## [What this task involves]
Each line of the data holding "UserChanges" should be found and copied.

## [Excerpted records]
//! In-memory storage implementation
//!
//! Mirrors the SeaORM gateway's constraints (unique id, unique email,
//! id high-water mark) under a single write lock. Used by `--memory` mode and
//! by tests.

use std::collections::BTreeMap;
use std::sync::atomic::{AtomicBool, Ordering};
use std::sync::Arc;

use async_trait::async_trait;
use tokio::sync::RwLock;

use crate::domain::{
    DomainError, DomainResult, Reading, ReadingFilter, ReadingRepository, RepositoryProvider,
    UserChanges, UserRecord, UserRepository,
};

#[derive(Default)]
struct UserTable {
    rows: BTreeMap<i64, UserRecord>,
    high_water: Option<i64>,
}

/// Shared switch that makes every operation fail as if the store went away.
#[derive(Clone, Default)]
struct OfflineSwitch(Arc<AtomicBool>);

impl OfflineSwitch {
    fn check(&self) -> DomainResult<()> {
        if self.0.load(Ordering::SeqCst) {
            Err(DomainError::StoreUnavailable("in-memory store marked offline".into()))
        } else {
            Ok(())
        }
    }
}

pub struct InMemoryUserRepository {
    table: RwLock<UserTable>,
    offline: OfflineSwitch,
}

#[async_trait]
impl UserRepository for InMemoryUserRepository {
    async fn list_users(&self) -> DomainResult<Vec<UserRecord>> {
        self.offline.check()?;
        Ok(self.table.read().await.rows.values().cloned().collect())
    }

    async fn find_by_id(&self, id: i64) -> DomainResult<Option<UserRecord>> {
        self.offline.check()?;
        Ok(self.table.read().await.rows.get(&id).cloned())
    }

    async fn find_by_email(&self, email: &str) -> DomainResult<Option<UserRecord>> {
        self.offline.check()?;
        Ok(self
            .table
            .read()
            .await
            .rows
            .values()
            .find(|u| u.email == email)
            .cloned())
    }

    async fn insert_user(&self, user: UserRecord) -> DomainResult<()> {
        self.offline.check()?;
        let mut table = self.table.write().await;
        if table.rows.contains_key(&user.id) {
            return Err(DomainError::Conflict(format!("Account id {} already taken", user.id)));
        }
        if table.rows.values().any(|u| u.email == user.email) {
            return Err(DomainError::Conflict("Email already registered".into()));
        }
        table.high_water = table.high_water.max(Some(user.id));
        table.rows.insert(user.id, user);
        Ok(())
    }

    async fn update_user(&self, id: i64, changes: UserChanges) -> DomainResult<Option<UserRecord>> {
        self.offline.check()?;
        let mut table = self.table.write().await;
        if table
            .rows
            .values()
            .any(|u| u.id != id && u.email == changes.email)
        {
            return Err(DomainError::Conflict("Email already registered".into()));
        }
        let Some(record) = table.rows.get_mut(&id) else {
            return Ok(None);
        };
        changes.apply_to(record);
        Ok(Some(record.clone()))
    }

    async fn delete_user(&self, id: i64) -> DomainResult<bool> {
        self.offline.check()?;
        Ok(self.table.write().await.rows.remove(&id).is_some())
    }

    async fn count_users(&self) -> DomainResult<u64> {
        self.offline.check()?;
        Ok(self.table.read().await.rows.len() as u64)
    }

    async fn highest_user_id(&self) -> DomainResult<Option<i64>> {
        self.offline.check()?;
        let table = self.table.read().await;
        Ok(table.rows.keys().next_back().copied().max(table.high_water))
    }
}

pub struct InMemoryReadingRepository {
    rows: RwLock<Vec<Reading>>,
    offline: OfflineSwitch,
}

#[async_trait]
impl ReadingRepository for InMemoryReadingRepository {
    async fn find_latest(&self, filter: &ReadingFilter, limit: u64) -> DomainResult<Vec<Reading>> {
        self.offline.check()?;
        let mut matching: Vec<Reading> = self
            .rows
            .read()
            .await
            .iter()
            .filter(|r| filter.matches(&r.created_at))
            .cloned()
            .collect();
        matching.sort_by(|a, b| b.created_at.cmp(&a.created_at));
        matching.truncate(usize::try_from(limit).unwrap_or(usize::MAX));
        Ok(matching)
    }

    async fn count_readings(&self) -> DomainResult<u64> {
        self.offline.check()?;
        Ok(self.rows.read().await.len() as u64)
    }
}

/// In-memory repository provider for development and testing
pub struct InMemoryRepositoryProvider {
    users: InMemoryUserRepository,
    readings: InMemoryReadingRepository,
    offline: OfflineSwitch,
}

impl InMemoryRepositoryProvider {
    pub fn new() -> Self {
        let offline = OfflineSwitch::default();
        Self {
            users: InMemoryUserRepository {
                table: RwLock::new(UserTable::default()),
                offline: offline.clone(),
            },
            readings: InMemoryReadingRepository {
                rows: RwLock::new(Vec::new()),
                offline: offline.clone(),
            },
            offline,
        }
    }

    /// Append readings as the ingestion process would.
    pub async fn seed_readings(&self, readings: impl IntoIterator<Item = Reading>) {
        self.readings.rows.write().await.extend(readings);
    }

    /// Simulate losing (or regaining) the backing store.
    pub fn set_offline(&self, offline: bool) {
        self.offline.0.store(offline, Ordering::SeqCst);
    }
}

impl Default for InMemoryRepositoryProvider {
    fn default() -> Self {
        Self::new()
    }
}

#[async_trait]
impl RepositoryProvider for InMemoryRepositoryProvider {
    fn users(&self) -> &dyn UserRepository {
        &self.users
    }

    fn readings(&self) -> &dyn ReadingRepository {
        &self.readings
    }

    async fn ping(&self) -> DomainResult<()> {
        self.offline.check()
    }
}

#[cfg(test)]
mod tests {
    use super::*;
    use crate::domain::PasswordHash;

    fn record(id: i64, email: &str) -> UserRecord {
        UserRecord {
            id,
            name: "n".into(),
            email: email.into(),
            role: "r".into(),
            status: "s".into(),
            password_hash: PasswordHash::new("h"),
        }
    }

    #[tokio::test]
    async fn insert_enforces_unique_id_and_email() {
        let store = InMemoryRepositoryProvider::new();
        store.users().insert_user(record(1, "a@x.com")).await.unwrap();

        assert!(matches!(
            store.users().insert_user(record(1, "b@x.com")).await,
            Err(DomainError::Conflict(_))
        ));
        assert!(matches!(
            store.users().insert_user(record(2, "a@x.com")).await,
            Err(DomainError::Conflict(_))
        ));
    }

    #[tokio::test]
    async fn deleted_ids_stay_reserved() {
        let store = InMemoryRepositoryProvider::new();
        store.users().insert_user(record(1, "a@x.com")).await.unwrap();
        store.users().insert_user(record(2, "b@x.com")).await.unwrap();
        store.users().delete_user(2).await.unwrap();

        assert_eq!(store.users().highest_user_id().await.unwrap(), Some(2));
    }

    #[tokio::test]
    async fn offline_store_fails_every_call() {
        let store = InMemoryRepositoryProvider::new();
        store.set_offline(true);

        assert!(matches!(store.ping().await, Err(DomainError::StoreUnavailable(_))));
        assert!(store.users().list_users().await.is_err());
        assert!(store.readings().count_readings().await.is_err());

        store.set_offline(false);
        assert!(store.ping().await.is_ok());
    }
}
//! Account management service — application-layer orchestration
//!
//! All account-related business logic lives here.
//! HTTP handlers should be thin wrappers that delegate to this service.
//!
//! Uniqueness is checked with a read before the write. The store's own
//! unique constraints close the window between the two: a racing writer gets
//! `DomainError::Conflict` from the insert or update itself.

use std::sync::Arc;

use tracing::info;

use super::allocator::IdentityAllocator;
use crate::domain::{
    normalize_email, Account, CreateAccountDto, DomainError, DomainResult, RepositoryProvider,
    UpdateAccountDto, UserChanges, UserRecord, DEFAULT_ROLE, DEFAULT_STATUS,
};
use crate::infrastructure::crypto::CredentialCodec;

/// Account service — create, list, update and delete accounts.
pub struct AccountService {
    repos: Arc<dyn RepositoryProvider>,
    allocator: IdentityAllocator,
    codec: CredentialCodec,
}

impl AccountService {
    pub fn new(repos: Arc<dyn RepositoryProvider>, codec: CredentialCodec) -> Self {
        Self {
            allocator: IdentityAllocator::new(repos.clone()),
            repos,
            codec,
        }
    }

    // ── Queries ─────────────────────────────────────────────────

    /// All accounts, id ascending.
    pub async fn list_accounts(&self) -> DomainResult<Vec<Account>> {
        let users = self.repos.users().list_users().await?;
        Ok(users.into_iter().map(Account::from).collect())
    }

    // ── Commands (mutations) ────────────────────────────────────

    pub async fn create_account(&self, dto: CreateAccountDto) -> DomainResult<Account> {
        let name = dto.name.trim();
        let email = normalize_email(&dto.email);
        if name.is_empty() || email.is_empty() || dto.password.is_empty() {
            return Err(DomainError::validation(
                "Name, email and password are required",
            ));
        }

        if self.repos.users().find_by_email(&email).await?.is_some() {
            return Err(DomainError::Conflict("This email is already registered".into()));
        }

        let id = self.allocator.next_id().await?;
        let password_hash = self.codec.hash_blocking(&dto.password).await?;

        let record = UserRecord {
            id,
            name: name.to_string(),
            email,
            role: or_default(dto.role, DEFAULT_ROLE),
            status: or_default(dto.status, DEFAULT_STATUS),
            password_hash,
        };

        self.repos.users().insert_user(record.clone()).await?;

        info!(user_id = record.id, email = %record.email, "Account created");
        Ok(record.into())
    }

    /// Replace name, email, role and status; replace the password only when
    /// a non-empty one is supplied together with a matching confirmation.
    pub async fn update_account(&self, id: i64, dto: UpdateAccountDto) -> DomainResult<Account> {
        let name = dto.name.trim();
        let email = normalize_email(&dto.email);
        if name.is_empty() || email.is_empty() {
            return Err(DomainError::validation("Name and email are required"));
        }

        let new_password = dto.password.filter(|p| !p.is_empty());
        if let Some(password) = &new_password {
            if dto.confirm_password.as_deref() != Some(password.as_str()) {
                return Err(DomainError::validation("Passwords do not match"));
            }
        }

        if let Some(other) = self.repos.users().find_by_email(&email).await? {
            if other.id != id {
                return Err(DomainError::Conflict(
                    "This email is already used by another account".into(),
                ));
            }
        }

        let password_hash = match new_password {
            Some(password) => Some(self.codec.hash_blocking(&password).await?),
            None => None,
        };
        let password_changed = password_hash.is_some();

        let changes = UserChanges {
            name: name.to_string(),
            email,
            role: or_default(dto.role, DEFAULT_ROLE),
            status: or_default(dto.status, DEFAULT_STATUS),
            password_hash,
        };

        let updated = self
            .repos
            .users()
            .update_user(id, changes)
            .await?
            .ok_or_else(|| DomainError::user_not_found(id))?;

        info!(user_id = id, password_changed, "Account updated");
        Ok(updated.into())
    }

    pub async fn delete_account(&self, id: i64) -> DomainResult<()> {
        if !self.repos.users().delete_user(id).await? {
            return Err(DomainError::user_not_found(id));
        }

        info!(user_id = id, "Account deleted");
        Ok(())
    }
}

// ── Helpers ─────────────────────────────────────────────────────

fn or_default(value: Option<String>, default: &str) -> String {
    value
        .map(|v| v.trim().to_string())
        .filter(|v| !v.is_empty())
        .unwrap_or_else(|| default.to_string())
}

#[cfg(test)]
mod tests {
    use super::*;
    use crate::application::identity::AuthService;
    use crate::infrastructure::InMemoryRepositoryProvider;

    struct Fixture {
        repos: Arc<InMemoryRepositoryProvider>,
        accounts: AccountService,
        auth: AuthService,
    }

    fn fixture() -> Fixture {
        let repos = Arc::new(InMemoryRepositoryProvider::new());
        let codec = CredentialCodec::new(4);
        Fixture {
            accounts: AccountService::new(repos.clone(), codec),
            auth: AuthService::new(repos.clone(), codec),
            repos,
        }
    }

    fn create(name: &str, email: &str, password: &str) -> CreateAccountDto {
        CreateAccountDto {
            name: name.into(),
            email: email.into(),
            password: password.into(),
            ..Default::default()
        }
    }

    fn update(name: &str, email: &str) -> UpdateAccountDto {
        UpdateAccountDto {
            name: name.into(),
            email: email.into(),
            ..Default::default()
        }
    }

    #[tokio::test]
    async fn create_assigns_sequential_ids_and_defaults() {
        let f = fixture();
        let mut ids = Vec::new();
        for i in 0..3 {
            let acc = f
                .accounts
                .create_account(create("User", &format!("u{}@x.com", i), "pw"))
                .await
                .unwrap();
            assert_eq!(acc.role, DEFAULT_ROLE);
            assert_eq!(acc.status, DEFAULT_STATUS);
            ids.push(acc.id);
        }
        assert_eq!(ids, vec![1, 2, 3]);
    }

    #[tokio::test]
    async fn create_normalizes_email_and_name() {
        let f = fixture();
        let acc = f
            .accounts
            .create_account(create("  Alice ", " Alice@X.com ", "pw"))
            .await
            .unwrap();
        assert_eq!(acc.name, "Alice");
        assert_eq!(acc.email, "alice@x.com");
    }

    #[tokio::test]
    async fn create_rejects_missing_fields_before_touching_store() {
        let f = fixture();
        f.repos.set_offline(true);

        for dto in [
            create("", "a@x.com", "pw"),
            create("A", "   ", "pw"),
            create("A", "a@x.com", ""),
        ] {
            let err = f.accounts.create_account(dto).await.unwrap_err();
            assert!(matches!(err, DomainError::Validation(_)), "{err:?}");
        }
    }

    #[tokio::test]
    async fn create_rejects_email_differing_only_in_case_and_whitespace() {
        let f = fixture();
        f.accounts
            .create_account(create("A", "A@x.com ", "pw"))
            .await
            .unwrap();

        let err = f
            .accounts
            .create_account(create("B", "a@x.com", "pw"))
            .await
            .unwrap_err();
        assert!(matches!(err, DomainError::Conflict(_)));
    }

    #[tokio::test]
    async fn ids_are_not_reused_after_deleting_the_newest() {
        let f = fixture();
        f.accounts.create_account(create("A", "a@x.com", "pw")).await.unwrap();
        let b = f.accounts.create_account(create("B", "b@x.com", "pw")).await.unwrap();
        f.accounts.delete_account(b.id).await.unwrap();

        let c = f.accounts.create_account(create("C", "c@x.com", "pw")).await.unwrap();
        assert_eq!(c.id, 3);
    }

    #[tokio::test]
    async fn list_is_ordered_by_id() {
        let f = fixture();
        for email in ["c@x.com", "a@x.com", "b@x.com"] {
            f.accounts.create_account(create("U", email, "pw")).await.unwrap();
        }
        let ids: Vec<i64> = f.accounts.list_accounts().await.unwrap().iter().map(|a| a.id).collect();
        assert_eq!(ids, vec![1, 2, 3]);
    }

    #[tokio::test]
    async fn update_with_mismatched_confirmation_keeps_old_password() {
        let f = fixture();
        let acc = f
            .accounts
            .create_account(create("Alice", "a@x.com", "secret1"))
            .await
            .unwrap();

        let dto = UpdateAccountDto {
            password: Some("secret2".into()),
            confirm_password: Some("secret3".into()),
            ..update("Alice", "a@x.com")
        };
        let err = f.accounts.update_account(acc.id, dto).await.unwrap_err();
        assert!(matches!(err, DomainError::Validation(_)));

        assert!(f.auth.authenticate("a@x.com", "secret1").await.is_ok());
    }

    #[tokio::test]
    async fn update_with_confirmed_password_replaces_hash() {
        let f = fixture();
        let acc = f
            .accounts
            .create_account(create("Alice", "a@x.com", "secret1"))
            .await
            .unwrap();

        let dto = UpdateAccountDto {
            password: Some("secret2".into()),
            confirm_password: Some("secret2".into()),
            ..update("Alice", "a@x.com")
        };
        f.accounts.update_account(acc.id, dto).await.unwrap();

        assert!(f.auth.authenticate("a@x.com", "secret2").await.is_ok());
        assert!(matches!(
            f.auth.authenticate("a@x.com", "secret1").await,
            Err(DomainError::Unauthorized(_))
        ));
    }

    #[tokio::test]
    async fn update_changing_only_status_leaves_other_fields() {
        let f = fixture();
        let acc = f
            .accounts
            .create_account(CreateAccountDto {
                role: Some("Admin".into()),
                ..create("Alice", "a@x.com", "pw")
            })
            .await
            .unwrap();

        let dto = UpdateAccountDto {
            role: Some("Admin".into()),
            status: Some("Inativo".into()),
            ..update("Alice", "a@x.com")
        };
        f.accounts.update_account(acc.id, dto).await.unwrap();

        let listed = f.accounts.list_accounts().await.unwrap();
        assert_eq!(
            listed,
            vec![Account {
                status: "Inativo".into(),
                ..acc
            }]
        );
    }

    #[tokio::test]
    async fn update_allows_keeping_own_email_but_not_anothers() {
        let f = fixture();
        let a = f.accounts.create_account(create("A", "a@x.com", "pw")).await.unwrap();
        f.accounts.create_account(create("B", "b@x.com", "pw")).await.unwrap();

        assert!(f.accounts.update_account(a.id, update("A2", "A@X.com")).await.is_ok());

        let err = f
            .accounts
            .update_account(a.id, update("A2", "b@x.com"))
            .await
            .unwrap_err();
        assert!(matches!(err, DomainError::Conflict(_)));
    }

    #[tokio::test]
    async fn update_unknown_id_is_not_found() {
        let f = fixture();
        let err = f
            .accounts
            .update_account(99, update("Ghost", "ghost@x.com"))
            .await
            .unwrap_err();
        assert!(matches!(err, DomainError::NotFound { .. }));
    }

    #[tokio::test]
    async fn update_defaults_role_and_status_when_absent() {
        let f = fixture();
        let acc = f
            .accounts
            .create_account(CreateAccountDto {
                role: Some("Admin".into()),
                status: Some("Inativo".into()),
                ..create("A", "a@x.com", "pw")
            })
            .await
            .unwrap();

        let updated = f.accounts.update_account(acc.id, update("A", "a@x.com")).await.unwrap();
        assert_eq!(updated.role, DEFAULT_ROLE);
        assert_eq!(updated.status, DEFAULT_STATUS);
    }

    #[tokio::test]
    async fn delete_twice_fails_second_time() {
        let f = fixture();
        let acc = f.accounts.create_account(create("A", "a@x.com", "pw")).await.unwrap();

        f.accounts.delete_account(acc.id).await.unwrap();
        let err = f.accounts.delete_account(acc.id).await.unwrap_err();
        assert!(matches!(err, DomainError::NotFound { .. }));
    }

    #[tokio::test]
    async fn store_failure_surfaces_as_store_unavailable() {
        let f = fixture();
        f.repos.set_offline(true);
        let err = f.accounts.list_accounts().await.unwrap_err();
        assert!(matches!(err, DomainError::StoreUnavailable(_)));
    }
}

## [Answer to this problem]
    UserChanges, UserRecord, UserRepository,
    async fn update_user(&self, id: i64, changes: UserChanges) -> DomainResult<Option<UserRecord>> {
    UpdateAccountDto, UserChanges, UserRecord, DEFAULT_ROLE, DEFAULT_STATUS,
        let changes = UserChanges {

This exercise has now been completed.